What this task involves
In the material below, count the lines where the word "mmla" appears. Nothing but the number, please.

* * * *

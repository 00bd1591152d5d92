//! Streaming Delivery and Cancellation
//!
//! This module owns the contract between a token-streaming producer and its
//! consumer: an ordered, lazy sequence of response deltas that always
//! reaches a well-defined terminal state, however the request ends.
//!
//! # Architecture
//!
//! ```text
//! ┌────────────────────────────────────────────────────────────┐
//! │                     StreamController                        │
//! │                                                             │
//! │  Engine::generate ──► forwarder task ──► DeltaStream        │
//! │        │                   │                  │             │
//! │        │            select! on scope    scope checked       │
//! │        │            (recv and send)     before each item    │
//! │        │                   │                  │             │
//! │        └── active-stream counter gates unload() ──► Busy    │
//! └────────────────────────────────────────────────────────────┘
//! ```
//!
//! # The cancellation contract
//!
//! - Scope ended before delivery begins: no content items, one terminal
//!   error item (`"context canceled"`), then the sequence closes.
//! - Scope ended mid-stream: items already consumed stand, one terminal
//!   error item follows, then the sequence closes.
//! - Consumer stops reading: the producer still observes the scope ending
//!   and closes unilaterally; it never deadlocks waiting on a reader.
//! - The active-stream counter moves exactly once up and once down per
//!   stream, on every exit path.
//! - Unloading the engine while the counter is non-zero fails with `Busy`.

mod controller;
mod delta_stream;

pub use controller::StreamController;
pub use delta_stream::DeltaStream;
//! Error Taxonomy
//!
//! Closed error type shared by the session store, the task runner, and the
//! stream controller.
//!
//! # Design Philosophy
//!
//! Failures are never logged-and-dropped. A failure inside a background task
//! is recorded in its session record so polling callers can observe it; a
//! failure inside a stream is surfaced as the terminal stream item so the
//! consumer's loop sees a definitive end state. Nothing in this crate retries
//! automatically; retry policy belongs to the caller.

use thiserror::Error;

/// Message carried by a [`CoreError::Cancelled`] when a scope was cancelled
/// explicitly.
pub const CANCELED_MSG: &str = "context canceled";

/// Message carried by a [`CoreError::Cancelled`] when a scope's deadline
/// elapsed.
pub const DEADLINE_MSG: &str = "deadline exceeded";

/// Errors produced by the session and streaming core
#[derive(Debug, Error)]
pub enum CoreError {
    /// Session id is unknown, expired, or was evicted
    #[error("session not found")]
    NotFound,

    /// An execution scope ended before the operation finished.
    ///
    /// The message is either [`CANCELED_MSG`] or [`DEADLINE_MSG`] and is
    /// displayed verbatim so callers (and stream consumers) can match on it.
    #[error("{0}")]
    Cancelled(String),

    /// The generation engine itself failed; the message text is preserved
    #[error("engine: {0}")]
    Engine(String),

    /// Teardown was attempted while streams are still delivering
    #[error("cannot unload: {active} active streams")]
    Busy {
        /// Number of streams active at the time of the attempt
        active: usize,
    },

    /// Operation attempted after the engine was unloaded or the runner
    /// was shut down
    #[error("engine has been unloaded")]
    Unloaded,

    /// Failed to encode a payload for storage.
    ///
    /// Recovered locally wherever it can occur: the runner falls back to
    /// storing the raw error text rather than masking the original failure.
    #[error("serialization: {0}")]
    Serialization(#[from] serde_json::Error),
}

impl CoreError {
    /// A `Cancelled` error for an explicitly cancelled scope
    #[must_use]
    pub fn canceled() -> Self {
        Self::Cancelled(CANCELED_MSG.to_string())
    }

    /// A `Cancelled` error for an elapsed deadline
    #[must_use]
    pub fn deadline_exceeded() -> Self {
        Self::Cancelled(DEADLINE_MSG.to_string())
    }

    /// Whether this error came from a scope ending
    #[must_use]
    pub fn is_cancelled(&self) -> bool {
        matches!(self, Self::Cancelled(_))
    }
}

* * * *

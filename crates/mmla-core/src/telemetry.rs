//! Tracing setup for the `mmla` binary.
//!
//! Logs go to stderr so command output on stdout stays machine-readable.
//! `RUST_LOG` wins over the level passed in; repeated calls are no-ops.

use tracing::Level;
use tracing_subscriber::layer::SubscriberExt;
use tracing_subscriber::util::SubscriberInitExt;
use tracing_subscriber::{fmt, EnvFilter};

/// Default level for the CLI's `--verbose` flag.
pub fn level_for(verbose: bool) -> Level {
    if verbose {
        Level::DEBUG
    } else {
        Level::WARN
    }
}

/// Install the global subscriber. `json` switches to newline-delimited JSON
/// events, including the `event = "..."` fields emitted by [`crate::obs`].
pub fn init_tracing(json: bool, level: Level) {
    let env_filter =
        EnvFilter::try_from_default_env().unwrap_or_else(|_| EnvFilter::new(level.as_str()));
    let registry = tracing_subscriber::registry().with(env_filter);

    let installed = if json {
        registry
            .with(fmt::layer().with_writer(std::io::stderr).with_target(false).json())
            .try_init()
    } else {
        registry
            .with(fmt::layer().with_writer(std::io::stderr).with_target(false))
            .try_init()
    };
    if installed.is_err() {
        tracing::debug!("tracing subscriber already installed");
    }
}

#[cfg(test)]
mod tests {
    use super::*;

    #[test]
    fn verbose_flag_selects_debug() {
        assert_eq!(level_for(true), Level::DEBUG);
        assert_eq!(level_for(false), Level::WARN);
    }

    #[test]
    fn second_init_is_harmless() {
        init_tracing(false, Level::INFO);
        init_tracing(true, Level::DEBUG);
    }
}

* * * *

Written solution
2